Among the following entries, how many lines hold the string "Command"? State only the number.

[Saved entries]

==============================

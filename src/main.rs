//! Subtitle Sync Server
//!
//! Serves remote subtitles as WebVTT, either aligned to the video's audio
//! track with ffmpeg + alass or shifted by a manual offset, and computes
//! movie hashes used to rank subtitle candidates.

#![allow(dead_code)]

mod cache;
mod config;
mod config_file;
mod error;
mod http;
#[cfg(test)]
mod integration;
mod moviehash;
mod ranking;
mod state;
mod subtitle;
mod sync;
mod timing;

use std::net::SocketAddr;
use std::sync::Arc;
use std::time::Duration;
use tracing_subscriber::{layer::SubscriberExt, util::SubscriberInitExt};

use crate::config::ServerConfig;
use crate::error::{Result, SyncError};
use crate::http::create_router;
use crate::state::AppState;

/// Application version
const VERSION: &str = env!("CARGO_PKG_VERSION");

/// Application name
const APP_NAME: &str = "subsync-server";

#[tokio::main]
async fn main() -> Result<()> {
    // Load configuration
    let config_path = std::env::args()
        .nth(1)
        .unwrap_or_else(|| "config.toml".to_string());
    let (config, load_error) = load_config(&config_path);
    let config = config.apply_env();

    // Initialize logging
    init_logging(&config);

    tracing::info!("{} v{} starting", APP_NAME, VERSION);
    if let Some(e) = load_error {
        tracing::warn!(
            "Failed to load config file {}: {}. Using defaults.",
            config_path,
            e
        );
    }
    tracing::info!("Configuration loaded: {:?}", config);

    // Create application state
    let state = Arc::new(AppState::new(config.clone())?);

    // Background task: sweep expired sync results.
    {
        let state_bg = Arc::clone(&state);
        let every = Duration::from_secs(config.cache.sweep_interval_secs.max(1));
        tokio::spawn(async move {
            let mut interval = tokio::time::interval(every);
            interval.set_missed_tick_behavior(tokio::time::MissedTickBehavior::Skip);
            loop {
                interval.tick().await;
                let removed = state_bg.sweep_cache();
                if removed > 0 {
                    tracing::info!("Evicted {} expired sync result(s)", removed);
                }
            }
        });
    }

    // Build router
    let app = create_router(state.clone());

    // Start server
    let addr: SocketAddr = config
        .socket_addr()
        .parse()
        .map_err(|e| SyncError::Config(format!("invalid listen address: {}", e)))?;
    tracing::info!("Starting HTTP server on {}", addr);

    let listener = tokio::net::TcpListener::bind(addr).await?;
    axum::serve(listener, app).await?;

    Ok(())
}

/// Read the config file if present. A broken file yields defaults plus the
/// error, reported once logging is up.
fn load_config(path: &str) -> (ServerConfig, Option<String>) {
    if !std::path::Path::new(path).exists() {
        return (ServerConfig::default(), None);
    }
    match crate::config_file::ConfigFile::from_file(path) {
        Ok(cf) => (cf.into_server_config(), None),
        Err(e) => (ServerConfig::default(), Some(e.to_string())),
    }
}

/// Initialize logging with tracing
fn init_logging(config: &ServerConfig) {
    let json = config.log_format.eq_ignore_ascii_case("json");
    let default_filter = format!("subsync_server={},tower_http=debug", config.log_level);

    tracing_subscriber::registry()
        .with(
            tracing_subscriber::EnvFilter::try_from_default_env()
                .unwrap_or_else(|_| default_filter.into()),
        )
        .with(json.then(|| tracing_subscriber::fmt::layer().json()))
        .with((!json).then(|| tracing_subscriber::fmt::layer()))
        .init();
}
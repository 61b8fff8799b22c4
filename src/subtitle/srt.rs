//! SubRip (SRT) documents

use super::cue::{format_timestamp, Cue};

/// Parse a SubRip document
pub fn parse(text: &str) -> Vec<Cue> {
    super::parse_blocks(text)
}

/// Serialize cues as SubRip, renumbering from 1
pub fn serialize(cues: &[Cue]) -> String {
    let mut out = String::new();
    for (i, cue) in cues.iter().enumerate() {
        if i > 0 {
            out.push('\n');
        }
        out.push_str(&format!(
            "{}\n{} --> {}\n",
            i + 1,
            format_timestamp(cue.start_ms, ','),
            format_timestamp(cue.end_ms, ',')
        ));
        for line in &cue.text {
            out.push_str(line);
            out.push('\n');
        }
    }
    out
}
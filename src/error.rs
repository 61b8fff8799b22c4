use thiserror::Error;

/// Main error type for the subtitle sync pipeline
#[derive(Error, Debug)]
pub enum SyncError {
    #[error("IO error: {0}")]
    Io(#[from] std::io::Error),

    #[error("Download failed for {url}: {reason}")]
    Download { url: String, reason: String },

    #[error("External tool not available: {tool}")]
    ToolUnavailable { tool: String },

    #[error("External tool {tool} failed: {reason}")]
    ToolFailure { tool: String, reason: String },

    #[error("External tool {tool} timed out after {secs}s")]
    Timeout { tool: String, secs: u64 },

    #[error("Sync task aborted: {0}")]
    Aborted(String),

    #[error("Subtitle document contains no parseable cues")]
    EmptyDocument,

    #[error("Invalid hex input: {0}")]
    InvalidHex(String),

    #[error("Configuration error: {0}")]
    Config(String),
}

impl SyncError {
    /// True for failures of an external tool (missing, crashed or timed out)
    pub fn is_tool_error(&self) -> bool {
        matches!(
            self,
            SyncError::ToolUnavailable { .. }
                | SyncError::ToolFailure { .. }
                | SyncError::Timeout { .. }
        )
    }
}

impl From<hex::FromHexError> for SyncError {
    fn from(err: hex::FromHexError) -> Self {
        SyncError::InvalidHex(err.to_string())
    }
}

/// Result type alias for convenience
pub type Result<T> = std::result::Result<T, SyncError>;
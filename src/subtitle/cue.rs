//! Common cue representation and timestamp handling

use regex::{Captures, Regex};
use std::sync::OnceLock;

/// A single subtitle cue with timing and text
#[derive(Debug, Clone, PartialEq, Eq)]
pub struct Cue {
    /// Start time in milliseconds
    pub start_ms: u64,
    /// End time in milliseconds (never before `start_ms`)
    pub end_ms: u64,
    /// Text lines in display order
    pub text: Vec<String>,
}

impl Cue {
    /// Create a new cue
    pub fn new(start_ms: u64, end_ms: u64, text: Vec<String>) -> Self {
        Self {
            start_ms,
            end_ms,
            text,
        }
    }

    /// Get the duration in milliseconds
    pub fn duration_ms(&self) -> u64 {
        self.end_ms.saturating_sub(self.start_ms)
    }

    /// Text lines joined with newlines
    pub fn joined_text(&self) -> String {
        self.text.join("\n")
    }

    /// True when the cue carries no visible text
    pub fn is_blank(&self) -> bool {
        self.text.iter().all(|line| line.trim().is_empty())
    }

    /// Shift both boundaries by `offset_ms`, flooring at zero
    pub fn shifted(&self, offset_ms: i64) -> Self {
        Self {
            start_ms: shift_ms(self.start_ms, offset_ms),
            end_ms: shift_ms(self.end_ms, offset_ms),
            text: self.text.clone(),
        }
    }
}

/// Apply a signed offset to a timestamp, clamping at 0
pub fn shift_ms(ms: u64, offset_ms: i64) -> u64 {
    if offset_ms >= 0 {
        ms.saturating_add(offset_ms as u64)
    } else {
        ms.saturating_sub(offset_ms.unsigned_abs())
    }
}

/// `start --> end` timing line. Hours are optional (WebVTT short form);
/// the fractional separator may be `,` or `.`.
pub(crate) fn timing_regex() -> &'static Regex {
    static RE: OnceLock<Regex> = OnceLock::new();
    RE.get_or_init(|| {
        Regex::new(
            r"(?x)
            (?:(?P<sh>\d+):)?(?P<sm>\d{1,2}):(?P<ss>\d{2})(?P<ssep>[,.])(?P<sms>\d{3})
            (?P<arrow>\s*-->\s*)
            (?:(?P<eh>\d+):)?(?P<em>\d{1,2}):(?P<es>\d{2})(?P<esep>[,.])(?P<ems>\d{3})",
        )
        .expect("timing regex is valid")
    })
}

/// Parsed timing line
#[derive(Debug, Clone, Copy, PartialEq, Eq)]
pub(crate) struct TimingLine {
    pub start_ms: u64,
    pub end_ms: u64,
}

/// Parse a `start --> end` line; anything after the end timestamp
/// (WebVTT cue settings) is ignored
pub(crate) fn parse_timing_line(line: &str) -> Option<TimingLine> {
    let caps = timing_regex().captures(line)?;
    Some(TimingLine {
        start_ms: start_ms(&caps)?,
        end_ms: end_ms(&caps)?,
    })
}

pub(crate) fn start_ms(caps: &Captures<'_>) -> Option<u64> {
    captured_ms(caps, ["sh", "sm", "ss", "sms"])
}

pub(crate) fn end_ms(caps: &Captures<'_>) -> Option<u64> {
    captured_ms(caps, ["eh", "em", "es", "ems"])
}

/// Minutes and seconds must be below 60; out-of-range or overflowing
/// values make the timestamp invalid.
fn captured_ms(caps: &Captures<'_>, names: [&str; 4]) -> Option<u64> {
    let field = |name: &str| -> Option<u64> {
        match caps.name(name) {
            Some(m) => m.as_str().parse().ok(),
            None => Some(0),
        }
    };
    let [h, m, s, ms] = names;
    let (hours, minutes, seconds) = (field(h)?, field(m)?, field(s)?);
    if minutes >= 60 || seconds >= 60 {
        return None;
    }
    hours
        .checked_mul(3_600_000)?
        .checked_add(minutes * 60_000 + seconds * 1000 + field(ms)?)
}

/// Format milliseconds as `HH:MM:SS<sep>mmm`
pub fn format_timestamp(ms: u64, separator: char) -> String {
    let hours = ms / 3_600_000;
    let minutes = (ms % 3_600_000) / 60_000;
    let seconds = (ms % 60_000) / 1000;
    let millis = ms % 1000;
    format!(
        "{:02}:{:02}:{:02}{}{:03}",
        hours, minutes, seconds, separator, millis
    )
}
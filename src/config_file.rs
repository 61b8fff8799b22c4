//! Configuration file support
//!
//! Loads server configuration from TOML files.

use serde::{Deserialize, Serialize};
use std::path::{Path, PathBuf};

use crate::config::{CacheConfig, ServerConfig, SyncConfig};

/// Configuration file format
#[derive(Debug, Clone, Serialize, Deserialize)]
pub struct ConfigFile {
    /// Server settings
    pub server: ServerSettings,
    /// Cache settings
    pub cache: Option<CacheSettings>,
    /// Auto-sync settings
    pub sync: Option<SyncSettings>,
    /// Logging settings
    pub logging: Option<LoggingSettings>,
}

#[derive(Debug, Clone, Serialize, Deserialize)]
pub struct ServerSettings {
    /// Host address to bind to
    pub host: String,
    /// Port to listen on
    pub port: u16,
    /// Enable CORS
    pub cors_enabled: Option<bool>,
}

#[derive(Debug, Clone, Serialize, Deserialize)]
pub struct CacheSettings {
    /// TTL for synchronized subtitles in seconds
    pub ttl_secs: u64,
    /// Expiry sweep interval in seconds
    pub sweep_interval_secs: Option<u64>,
}

#[derive(Debug, Clone, Default, Serialize, Deserialize)]
pub struct SyncSettings {
    pub ffmpeg_path: Option<PathBuf>,
    pub alass_path: Option<PathBuf>,
    pub sample_duration_secs: Option<u32>,
    pub sample_rate: Option<u32>,
    pub extract_timeout_secs: Option<u64>,
    pub sync_timeout_secs: Option<u64>,
    pub download_timeout_secs: Option<u64>,
    pub split_penalty: Option<u64>,
    pub default_offset_ms: Option<i64>,
    pub work_dir: Option<PathBuf>,
}

#[derive(Debug, Clone, Serialize, Deserialize)]
pub struct LoggingSettings {
    /// Log level (trace, debug, info, warn, error)
    pub level: String,
    /// Output format (json, pretty)
    pub format: Option<String>,
}

impl ConfigFile {
    /// Load configuration from a TOML file
    pub fn from_file<P: AsRef<Path>>(path: P) -> Result<Self, Box<dyn std::error::Error>> {
        let content = std::fs::read_to_string(path.as_ref())?;
        let config: ConfigFile = toml::from_str(&content)?;
        Ok(config)
    }

    /// Save configuration to a TOML file
    pub fn to_file<P: AsRef<Path>>(&self, path: P) -> Result<(), Box<dyn std::error::Error>> {
        let content = toml::to_string_pretty(self)?;
        std::fs::write(path.as_ref(), content)?;
        Ok(())
    }

    /// Generate default configuration file
    pub fn default_config() -> Self {
        let sync = SyncConfig::default();
        Self {
            server: ServerSettings {
                host: "0.0.0.0".to_string(),
                port: 7000,
                cors_enabled: Some(true),
            },
            cache: Some(CacheSettings {
                ttl_secs: 3600,
                sweep_interval_secs: Some(60),
            }),
            sync: Some(SyncSettings {
                ffmpeg_path: Some(sync.ffmpeg_path),
                alass_path: Some(sync.alass_path),
                sample_duration_secs: Some(sync.sample_duration_secs),
                sample_rate: Some(sync.sample_rate),
                extract_timeout_secs: Some(sync.extract_timeout_secs),
                sync_timeout_secs: Some(sync.sync_timeout_secs),
                download_timeout_secs: Some(sync.download_timeout_secs),
                split_penalty: Some(sync.split_penalty),
                default_offset_ms: Some(sync.default_offset_ms),
                work_dir: None,
            }),
            logging: Some(LoggingSettings {
                level: "info".to_string(),
                format: Some("pretty".to_string()),
            }),
        }
    }

    /// Convert to ServerConfig, filling unset fields with defaults
    pub fn into_server_config(self) -> ServerConfig {
        let defaults = SyncConfig::default();
        let sync = self.sync.unwrap_or_default();
        let cache = self
            .cache
            .map(|c| CacheConfig {
                ttl_secs: c.ttl_secs,
                sweep_interval_secs: c.sweep_interval_secs.unwrap_or(60),
            })
            .unwrap_or_default();

        ServerConfig {
            host: self.server.host,
            port: self.server.port,
            cache,
            sync: SyncConfig {
                ffmpeg_path: sync.ffmpeg_path.unwrap_or(defaults.ffmpeg_path),
                alass_path: sync.alass_path.unwrap_or(defaults.alass_path),
                sample_duration_secs: sync
                    .sample_duration_secs
                    .unwrap_or(defaults.sample_duration_secs),
                sample_rate: sync.sample_rate.unwrap_or(defaults.sample_rate),
                extract_timeout_secs: sync
                    .extract_timeout_secs
                    .unwrap_or(defaults.extract_timeout_secs),
                sync_timeout_secs: sync.sync_timeout_secs.unwrap_or(defaults.sync_timeout_secs),
                download_timeout_secs: sync
                    .download_timeout_secs
                    .unwrap_or(defaults.download_timeout_secs),
                split_penalty: sync.split_penalty.unwrap_or(defaults.split_penalty),
                default_offset_ms: sync.default_offset_ms.unwrap_or(defaults.default_offset_ms),
                work_dir: sync.work_dir,
            },
            cors_enabled: self.server.cors_enabled.unwrap_or(true),
            log_level: self
                .logging
                .as_ref()
                .map(|l| l.level.clone())
                .unwrap_or_else(|| "info".to_string()),
            log_format: self
                .logging
                .and_then(|l| l.format)
                .unwrap_or_else(|| "pretty".to_string()),
        }
    }
}

/// Generate default configuration file at the specified path
pub fn generate_default_config<P: AsRef<Path>>(path: P) -> Result<(), Box<dyn std::error::Error>> {
    let config = ConfigFile::default_config();
    config.to_file(path)?;
    Ok(())
}
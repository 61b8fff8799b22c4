//! Subtitle candidate ranking
//!
//! Orders the subtitles found for one language: fingerprint matches first,
//! then trusted uploads, then download count. The sort is stable, so equal
//! candidates keep their search-result order.

use serde::{Deserialize, Serialize};
use std::cmp::Ordering;

/// One subtitle search result
#[derive(Debug, Clone, PartialEq, Eq, Serialize, Deserialize)]
#[serde(rename_all = "camelCase")]
pub struct Candidate {
    pub url: String,
    /// Fingerprint reported by the provider for the video this subtitle was made for
    #[serde(default)]
    pub movie_hash: Option<String>,
    #[serde(default)]
    pub fingerprint_match: bool,
    #[serde(default)]
    pub trusted: bool,
    #[serde(default)]
    pub downloads: u64,
}

impl Candidate {
    pub fn new(url: impl Into<String>, trusted: bool, downloads: u64) -> Self {
        Self {
            url: url.into(),
            movie_hash: None,
            fingerprint_match: false,
            trusted,
            downloads,
        }
    }

    pub fn with_movie_hash(mut self, hash: impl Into<String>) -> Self {
        self.movie_hash = Some(hash.into());
        self
    }
}

/// Trusted before untrusted, then more downloads first
fn by_trust_then_downloads(a: &Candidate, b: &Candidate) -> Ordering {
    b.trusted
        .cmp(&a.trusted)
        .then_with(|| b.downloads.cmp(&a.downloads))
}

/// Rank candidates, optionally against the fingerprint of the video being played.
///
/// With a target, every candidate's `fingerprint_match` flag is set and
/// matches are placed ahead of the rest. No candidate is dropped.
pub fn rank(candidates: Vec<Candidate>, target_fingerprint: Option<&str>) -> Vec<Candidate> {
    let mut ranked = candidates;

    let Some(target) = target_fingerprint.filter(|t| !t.is_empty()) else {
        ranked.sort_by(by_trust_then_downloads);
        return ranked;
    };

    for candidate in ranked.iter_mut() {
        candidate.fingerprint_match = candidate
            .movie_hash
            .as_deref()
            .map(|h| h.eq_ignore_ascii_case(target))
            .unwrap_or(false);
    }

    let matches = ranked.iter().filter(|c| c.fingerprint_match).count();
    if matches > 0 {
        tracing::debug!("{} of {} subtitle(s) match movie hash {}", matches, ranked.len(), target);
    }

    ranked.sort_by(|a, b| {
        b.fingerprint_match
            .cmp(&a.fingerprint_match)
            .then_with(|| by_trust_then_downloads(a, b))
    });
    ranked
}
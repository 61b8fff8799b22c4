//! Time-boxed external process execution

use std::ffi::OsStr;
use std::path::Path;
use std::process::Stdio;
use std::time::{Duration, Instant};
use tokio::io::AsyncReadExt;
use tokio::process::Command;

use crate::error::{Result, SyncError};

/// Longest stderr tail kept in error messages
const STDERR_TAIL: usize = 512;

fn tool_name(program: &Path) -> String {
    program
        .file_name()
        .map(|n| n.to_string_lossy().into_owned())
        .unwrap_or_else(|| program.display().to_string())
}

/// Run `program` with `args`, killing it if it outlives `timeout`.
///
/// A missing or non-executable binary is `ToolUnavailable`; a non-zero
/// exit is `ToolFailure`; overrunning the deadline is `Timeout` and the
/// child is killed and reaped before returning.
pub async fn run_tool<I, S>(program: &Path, args: I, timeout: Duration) -> Result<()>
where
    I: IntoIterator<Item = S>,
    S: AsRef<OsStr>,
{
    let tool = tool_name(program);
    let started = Instant::now();

    let mut child = Command::new(program)
        .args(args)
        .stdin(Stdio::null())
        .stdout(Stdio::null())
        .stderr(Stdio::piped())
        .kill_on_drop(true)
        .spawn()
        .map_err(|e| match e.kind() {
            std::io::ErrorKind::NotFound | std::io::ErrorKind::PermissionDenied => {
                SyncError::ToolUnavailable { tool: tool.clone() }
            }
            _ => SyncError::Io(e),
        })?;

    let stderr = child.stderr.take();
    let stderr_task = tokio::spawn(async move {
        let mut buf = Vec::new();
        if let Some(mut pipe) = stderr {
            let _ = pipe.read_to_end(&mut buf).await;
        }
        buf
    });

    let status = match tokio::time::timeout(timeout, child.wait()).await {
        Ok(status) => status?,
        Err(_) => {
            tracing::warn!(tool = %tool, "Timed out after {:?}, killing", timeout);
            let _ = child.start_kill();
            let _ = child.wait().await;
            stderr_task.abort();
            return Err(SyncError::Timeout {
                tool,
                secs: timeout.as_secs(),
            });
        }
    };

    let stderr = stderr_task.await.unwrap_or_default();
    tracing::debug!(
        tool = %tool,
        elapsed_ms = started.elapsed().as_millis() as u64,
        "Process exited with {}",
        status
    );

    if !status.success() {
        return Err(SyncError::ToolFailure {
            tool,
            reason: format!("exited with {}: {}", status, stderr_tail(&stderr)),
        });
    }
    Ok(())
}

/// Fail unless `path` exists and is non-empty
pub async fn require_output(tool: &str, path: &Path) -> Result<()> {
    match tokio::fs::metadata(path).await {
        Ok(meta) if meta.is_file() && meta.len() > 0 => Ok(()),
        Ok(_) => Err(SyncError::ToolFailure {
            tool: tool.to_string(),
            reason: format!("output {} is empty", path.display()),
        }),
        Err(_) => Err(SyncError::ToolFailure {
            tool: tool.to_string(),
            reason: format!("output {} was not created", path.display()),
        }),
    }
}

fn stderr_tail(stderr: &[u8]) -> String {
    let text = String::from_utf8_lossy(stderr);
    let text = text.trim();
    let start = text
        .char_indices()
        .rev()
        .nth(STDERR_TAIL - 1)
        .map(|(i, _)| i)
        .unwrap_or(0);
    text[start..].to_string()
}
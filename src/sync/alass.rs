//! alass invocation
//!
//! alass aligns a subtitle against a reference audio track. Only a global
//! alignment is wanted here, so splitting is disabled and any split it
//! might still consider is penalized heavily.

use std::path::Path;

use super::process::{require_output, run_tool};
use crate::config::SyncConfig;
use crate::error::Result;

pub fn build_alass_args(
    reference: &Path,
    input: &Path,
    output: &Path,
    split_penalty: u64,
) -> Vec<String> {
    vec![
        reference.to_string_lossy().to_string(),
        input.to_string_lossy().to_string(),
        output.to_string_lossy().to_string(),
        "--no-split".to_string(),
        "--split-penalty".to_string(),
        split_penalty.to_string(),
    ]
}

/// Align `input` (SRT) against `reference` audio, writing `output` (SRT)
pub async fn synchronize(
    config: &SyncConfig,
    reference: &Path,
    input: &Path,
    output: &Path,
) -> Result<()> {
    let args = build_alass_args(reference, input, output, config.split_penalty);
    run_tool(&config.alass_path, &args, config.sync_timeout()).await?;
    require_output("alass", output).await
}
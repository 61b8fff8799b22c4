//! End-to-end integration tests
//!
//! Drive the sync pipeline and the HTTP surface against a local subtitle
//! source and fake external tools.

use axum::body::Body;
use axum::http::{header, Request, StatusCode};
use std::path::Path;
use std::sync::Arc;
use std::time::Duration;
use tower::util::ServiceExt;

use crate::config::{ServerConfig, SyncConfig};
use crate::http::create_router;
use crate::integration::fixtures::{serve_static, SAMPLE_SRT, SAMPLE_VTT};
use crate::state::AppState;
use crate::sync::{SubtitleRequest, SyncCache, SyncOrchestrator};

fn orchestrator(config: SyncConfig) -> SyncOrchestrator {
    let cache = Arc::new(SyncCache::new(Duration::from_secs(3600)));
    SyncOrchestrator::from_config(config, cache).unwrap()
}

fn is_empty_dir(path: &Path) -> bool {
    std::fs::read_dir(path).unwrap().next().is_none()
}

async fn body_string(response: axum::response::Response) -> String {
    let bytes = axum::body::to_bytes(response.into_body(), usize::MAX)
        .await
        .unwrap();
    String::from_utf8(bytes.to_vec()).unwrap()
}

#[cfg(unix)]
mod with_fake_tools {
    use super::*;
    use crate::integration::fixtures::FakeTools;

    fn config(tools: &FakeTools, work: &Path) -> SyncConfig {
        SyncConfig {
            ffmpeg_path: tools.ffmpeg(),
            alass_path: tools.alass(),
            work_dir: Some(work.to_path_buf()),
            download_timeout_secs: 5,
            ..Default::default()
        }
    }

    #[tokio::test]
    async fn test_sync_then_cache_hit() {
        let tools = FakeTools::new();
        let work = tempfile::tempdir().unwrap();
        let orch = orchestrator(config(&tools, work.path()));
        let sub_url = format!("{}/sub.vtt", serve_static(SAMPLE_VTT).await);

        let first = orch.sync("movie.mkv", &sub_url).await.unwrap();
        assert!(first.starts_with("WEBVTT"));
        assert!(first.contains("00:00:02.000 --> 00:00:03.000\nHello\n"));
        assert!(first.contains("00:00:04.000 --> 00:00:06.000\nWorld\n"));
        assert_eq!(tools.alass_runs(), 1);
        assert!(is_empty_dir(work.path()));

        let second = orch.sync("movie.mkv", &sub_url).await.unwrap();
        assert_eq!(second, first);
        assert_eq!(tools.alass_runs(), 1);
    }

    #[tokio::test]
    async fn test_failing_syncer_falls_back() {
        let tools = FakeTools::new();
        let work = tempfile::tempdir().unwrap();
        let orch = orchestrator(SyncConfig {
            alass_path: tools.failing(),
            ..config(&tools, work.path())
        });
        let sub_url = format!("{}/sub.srt", serve_static(SAMPLE_SRT).await);

        let request = SubtitleRequest {
            video_url: Some("movie.mkv".to_string()),
            subtitle_url: sub_url,
            auto_sync: true,
            fallback_offset_ms: 2000,
        };
        let doc = orch.resolve(&request).await.unwrap();
        assert!(doc.contains("00:00:03.000 --> 00:00:05.000\nHello\n"));
        assert!(orch.cache().is_empty());
        assert!(is_empty_dir(work.path()));
    }

    #[tokio::test]
    async fn test_absent_syncer_after_extraction_falls_back() {
        let tools = FakeTools::new();
        let work = tempfile::tempdir().unwrap();
        let orch = orchestrator(SyncConfig {
            alass_path: "/nonexistent/alass".into(),
            ..config(&tools, work.path())
        });
        let sub_url = format!("{}/sub.srt", serve_static(SAMPLE_SRT).await);

        assert_eq!(orch.sync("movie.mkv", &sub_url).await, None);
        assert!(is_empty_dir(work.path()));

        let request = SubtitleRequest {
            video_url: Some("movie.mkv".to_string()),
            subtitle_url: sub_url,
            auto_sync: true,
            fallback_offset_ms: 2000,
        };
        let doc = orch.resolve(&request).await.unwrap();
        assert!(doc.starts_with("WEBVTT"));
        assert!(doc.contains("00:00:03.000 --> 00:00:05.000\nHello\n"));
        assert!(orch.cache().is_empty());
        assert!(is_empty_dir(work.path()));
    }

    #[tokio::test]
    async fn test_oversized_timestamp_block_is_skipped() {
        let tools = FakeTools::new();
        let work = tempfile::tempdir().unwrap();
        let orch = orchestrator(config(&tools, work.path()));
        let body = "1\n9999999999999999:00:00,000 --> 9999999999999999:00:01,000\nHuge\n\n2\n00:00:01,000 --> 00:00:03,000\nHello\n";
        let sub_url = format!("{}/sub.srt", serve_static(body).await);

        let doc = orch.sync("movie.mkv", &sub_url).await.unwrap();
        assert!(doc.contains("00:00:02.000 --> 00:00:03.000\nHello\n"));
        assert!(!doc.contains("Huge"));
        assert!(is_empty_dir(work.path()));
    }

    #[tokio::test]
    async fn test_syncer_timeout_cleans_up() {
        let tools = FakeTools::new();
        let work = tempfile::tempdir().unwrap();
        let orch = orchestrator(SyncConfig {
            alass_path: tools.slow(),
            sync_timeout_secs: 1,
            ..config(&tools, work.path())
        });
        let sub_url = format!("{}/sub.srt", serve_static(SAMPLE_SRT).await);

        assert_eq!(orch.sync("movie.mkv", &sub_url).await, None);
        assert!(is_empty_dir(work.path()));
    }

    #[tokio::test]
    async fn test_http_autosync_endpoint() {
        let tools = FakeTools::new();
        let work = tempfile::tempdir().unwrap();
        let config = ServerConfig {
            sync: config(&tools, work.path()),
            ..Default::default()
        };
        let app = create_router(Arc::new(AppState::new(config).unwrap()));
        let sub_url = format!("{}/sub.srt", serve_static(SAMPLE_SRT).await);

        let request = Request::builder()
            .uri(format!("/sub.vtt?from={}&video=movie.mkv&autosync=1", sub_url))
            .body(Body::empty())
            .unwrap();
        let response = app.oneshot(request).await.unwrap();

        assert_eq!(response.status(), StatusCode::OK);
        assert_eq!(
            response.headers().get(header::CONTENT_TYPE).unwrap(),
            "text/vtt;charset=UTF-8"
        );
        let body = body_string(response).await;
        assert!(body.contains("00:00:02.000 --> 00:00:03.000\nHello\n"));
        assert_eq!(tools.alass_runs(), 1);
    }
}

#[tokio::test]
async fn test_missing_syncer_applies_default_offset() {
    let work = tempfile::tempdir().unwrap();
    let config = ServerConfig {
        sync: SyncConfig {
            ffmpeg_path: "/nonexistent/ffmpeg".into(),
            alass_path: "/nonexistent/alass".into(),
            work_dir: Some(work.path().to_path_buf()),
            ..Default::default()
        },
        ..Default::default()
    };
    let app = create_router(Arc::new(AppState::new(config).unwrap()));
    let sub_url = format!("{}/sub.srt", serve_static(SAMPLE_SRT).await);

    let request = Request::builder()
        .uri(format!(
            "/sub.vtt?from={}&video=movie.mkv&autosync=1&auto=1",
            sub_url
        ))
        .body(Body::empty())
        .unwrap();
    let response = app.oneshot(request).await.unwrap();

    assert_eq!(response.status(), StatusCode::OK);
    let body = body_string(response).await;
    assert!(body.contains("00:00:03.000 --> 00:00:05.000\nHello\n"));
    assert!(is_empty_dir(work.path()));
}

#[tokio::test]
async fn test_manual_negative_offset_clamps() {
    let app = create_router(Arc::new(AppState::new(ServerConfig::default()).unwrap()));
    let sub_url = format!("{}/sub.srt", serve_static(SAMPLE_SRT).await);

    let request = Request::builder()
        .uri(format!("/sub.vtt?from={}&offset=-5000", sub_url))
        .body(Body::empty())
        .unwrap();
    let response = app.oneshot(request).await.unwrap();

    let body = body_string(response).await;
    assert!(body.contains("00:00:00.000 --> 00:00:00.000\nHello\n"));
}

==============================

Exercise result =
2